Aqua CSPM Events provides real-time visibility into the API activity happening inside of your AWS account. To read more about Events, see Real-Time Events Overview.
Setting Up Events
Follow the below steps to configure Events for your AWS account
- Step 1: Ensure your AWS account is connected
- Step 2: Begin the Events connection process
- Step 3: Complete the Events connection process
- Step 4: Validate the Events connection
Step 1: Ensure your AWS account is connected
- Follow the onboarding steps to ensure your AWS account is connected to Aqua CSPM
- Ensure that your account appears on the Cloud Accounts page and is "enabled" for scanning
Step 2: Begin the Events connection process
- From the Aqua CSPM console, navigate to the Event Connection Wizard
- Select your account from the drop-down list
If your account is not in the list, repeat step 1 to ensure it is properly connected and scanning.
Step 3: Complete the Events connection process
- Follow the steps on the connection wizard to deploy the Event monitoring resources in your account.
In AWS, Events uses CloudFormation templates that must be deployed in each region you wish to monitor.

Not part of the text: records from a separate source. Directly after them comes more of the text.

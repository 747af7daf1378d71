//! Caching decorator for compute backends using moka

use super::ComputeBackend;
use crate::error::BackendError;
use async_trait::async_trait;
use moka::future::Cache;
use sha2::{Digest, Sha256};
use std::sync::Arc;
use std::time::Duration;
use tracing::{debug, info};

/// Wraps another backend and memoizes vectors per content digest
pub struct CachedBackend {
    inner: Arc<dyn ComputeBackend>,
    cache: Cache<String, Vec<f64>>,
}

impl CachedBackend {
    /// Create a new cache with specified capacity and TTL
    pub fn new(inner: Arc<dyn ComputeBackend>, max_size: usize, ttl: Duration) -> Self {
        info!("Initializing backend cache with max_size={}, ttl={:?}", max_size, ttl);

        let cache = Cache::builder()
            .max_capacity(max_size as u64)
            .time_to_live(ttl)
            .build();

        Self { inner, cache }
    }

    fn cache_key(text: &str) -> String {
        let mut hasher = Sha256::new();
        hasher.update(text.as_bytes());
        format!("emb_{:x}", hasher.finalize())
    }

    pub fn entry_count(&self) -> u64 {
        self.cache.entry_count()
    }
}

#[async_trait]
impl ComputeBackend for CachedBackend {
    async fn compute(&self, text: &str) -> Result<Vec<f64>, BackendError> {
        let key = Self::cache_key(text);
        if let Some(vec) = self.cache.get(&key).await {
            debug!("Cache hit for key: {}", key);
            return Ok(vec);
        }

        // Failures are not cached.
        let vec = self.inner.compute(text).await?;
        self.cache.insert(key, vec.clone()).await;
        Ok(vec)
    }

    fn name(&self) -> &str {
        "cached"
    }

    async fn close(&self) {
        self.cache.invalidate_all();
        self.inner.close().await;
    }
}
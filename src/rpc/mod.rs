//! Model and health services: messages, handler, and the endpoint dispatcher

pub mod handler;
pub mod messages;

pub use handler::{CallState, PredictHandler};
pub use messages::{Chunk, Embedding, HealthCheckRequest, HealthCheckResponse, Reply, Request};

use crate::error::{RpcCode, RpcError};
use crate::interceptor::{CallContext, RpcResult, Service};
use crate::lifecycle::LifecycleState;
use crate::observability::{HealthRegistry, MetricsCollector};
use crate::shutdown::ShutdownNotifier;
use async_trait::async_trait;
use std::sync::Arc;
use tokio::sync::watch;

/// Innermost service of the pipeline: routes a decoded request to its handler
pub struct Dispatcher {
    handler: Arc<PredictHandler>,
    health: Arc<HealthRegistry>,
    metrics: Arc<MetricsCollector>,
    state: watch::Receiver<LifecycleState>,
    cancel: ShutdownNotifier,
}

impl Dispatcher {
    pub fn new(
        handler: Arc<PredictHandler>,
        health: Arc<HealthRegistry>,
        metrics: Arc<MetricsCollector>,
        state: watch::Receiver<LifecycleState>,
        cancel: ShutdownNotifier,
    ) -> Self {
        Self {
            handler,
            health,
            metrics,
            state,
            cancel,
        }
    }
}

/// Counts a call as in flight until dropped
struct InFlight<'a>(&'a MetricsCollector);

impl<'a> InFlight<'a> {
    fn enter(metrics: &'a MetricsCollector) -> Self {
        metrics.call_started();
        Self(metrics)
    }
}

impl Drop for InFlight<'_> {
    fn drop(&mut self) {
        self.0.call_finished();
    }
}

#[async_trait]
impl Service for Dispatcher {
    async fn call(&self, _ctx: &mut CallContext, request: Request) -> RpcResult {
        match request {
            Request::Predict(chunk) => {
                if *self.state.borrow() != LifecycleState::Running {
                    return Err(RpcError::shutting_down());
                }

                let _in_flight = InFlight::enter(&self.metrics);
                let result = self.handler.predict(&chunk, &self.cancel).await;
                if matches!(&result, Err(e) if e.code == RpcCode::Cancelled) {
                    self.metrics.record_cancelled();
                }
                result.map(Reply::Embedding)
            }
            Request::Check(req) => Ok(Reply::Health(HealthCheckResponse {
                status: self.health.get(&req.service),
            })),
        }
    }
}

#[cfg(test)]
mod tests {
    use super::*;
    use crate::backend::StubBackend;
    use crate::observability::ServingStatus;
    use crate::shutdown::ShutdownCoordinator;
    use std::time::Duration;

    fn dispatcher(state: LifecycleState) -> (Dispatcher, Arc<HealthRegistry>, watch::Sender<LifecycleState>) {
        let handler = Arc::new(PredictHandler::new(
            Arc::new(StubBackend::new(vec![0.1, 0.2, 0.3])),
            Duration::from_secs(1),
        ));
        let health = Arc::new(HealthRegistry::new());
        let (tx, rx) = watch::channel(state);
        let coordinator = ShutdownCoordinator::new();
        let dispatcher = Dispatcher::new(
            handler,
            health.clone(),
            Arc::new(MetricsCollector::new()),
            rx,
            coordinator.subscribe(),
        );
        (dispatcher, health, tx)
    }

    #[tokio::test]
    async fn test_predict_while_running() {
        let (dispatcher, _, _tx) = dispatcher(LifecycleState::Running);
        let mut ctx = CallContext::new(messages::methods::PREDICT);

        let reply = dispatcher.call(&mut ctx, Request::Predict(Chunk::new("hello"))).await.unwrap();
        assert_eq!(reply, Reply::Embedding(Embedding { vec: vec![0.1, 0.2, 0.3] }));
    }

    #[tokio::test]
    async fn test_predict_rejected_while_stopping() {
        let (dispatcher, _, tx) = dispatcher(LifecycleState::Running);
        tx.send_replace(LifecycleState::Stopping);
        let mut ctx = CallContext::new(messages::methods::PREDICT);

        let err = dispatcher.call(&mut ctx, Request::Predict(Chunk::new("hello"))).await.unwrap_err();
        assert_eq!(err.code, RpcCode::ShuttingDown);
    }

    #[tokio::test]
    async fn test_check_reads_registry() {
        let (dispatcher, health, _tx) = dispatcher(LifecycleState::Stopping);
        health.set("softgrep.Model", ServingStatus::Serving);
        let mut ctx = CallContext::new(messages::methods::HEALTH_CHECK);

        let reply = dispatcher
            .call(
                &mut ctx,
                Request::Check(HealthCheckRequest { service: "softgrep.Model".to_string() }),
            )
            .await
            .unwrap();
        assert_eq!(reply, Reply::Health(HealthCheckResponse { status: ServingStatus::Serving }));

        let reply = dispatcher
            .call(&mut ctx, Request::Check(HealthCheckRequest { service: "other".to_string() }))
            .await
            .unwrap();
        assert_eq!(reply, Reply::Health(HealthCheckResponse { status: ServingStatus::Unknown }));
    }
}
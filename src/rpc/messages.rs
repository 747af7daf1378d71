//! Message shapes of the model and health services

use crate::observability::ServingStatus;
use serde::{Deserialize, Serialize};

/// Fully qualified method names, as the transport routes them
pub mod methods {
    pub const PREDICT: &str = "/softgrep.Model/Predict";
    pub const HEALTH_CHECK: &str = "/grpc.health.v1.Health/Check";
    pub const HEALTH_WATCH: &str = "/grpc.health.v1.Health/Watch";
}

/// Unit of text submitted for embedding
#[derive(Debug, Clone, Default, Serialize, Deserialize, PartialEq)]
pub struct Chunk {
    #[serde(default)]
    pub content: String,

    /// File the chunk was cut from
    #[serde(default, skip_serializing_if = "Option::is_none")]
    pub path: Option<String>,

    /// Position of the chunk within its file
    #[serde(default, skip_serializing_if = "Option::is_none")]
    pub index: Option<u64>,
}

impl Chunk {
    pub fn new(content: impl Into<String>) -> Self {
        Self {
            content: content.into(),
            ..Self::default()
        }
    }
}

/// Result of one Predict call
#[derive(Debug, Clone, Default, Serialize, Deserialize, PartialEq)]
pub struct Embedding {
    pub vec: Vec<f64>,
}

#[derive(Debug, Clone, Default, Serialize, Deserialize, PartialEq, Eq)]
pub struct HealthCheckRequest {
    #[serde(default)]
    pub service: String,
}

#[derive(Debug, Clone, Copy, Serialize, Deserialize, PartialEq, Eq)]
pub struct HealthCheckResponse {
    pub status: ServingStatus,
}

/// Decoded inbound call
#[derive(Debug, Clone)]
pub enum Request {
    Predict(Chunk),
    Check(HealthCheckRequest),
}

impl Request {
    pub fn method(&self) -> &'static str {
        match self {
            Request::Predict(_) => methods::PREDICT,
            Request::Check(_) => methods::HEALTH_CHECK,
        }
    }
}

/// Successful outcome of a call
#[derive(Debug, Clone, PartialEq)]
pub enum Reply {
    Embedding(Embedding),
    Health(HealthCheckResponse),
}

Aqua recommends using CloudFormation Stack Sets to simplify this deployment across all regions at once.
Step 4: Validate the Events connection
- Once you complete the deployment, you can monitor the Events page for any new events produced in your AWS account.
- To trigger a test event, try adding a security group rule to an existing security group and then deleting it. This will trigger the Events service and save the event.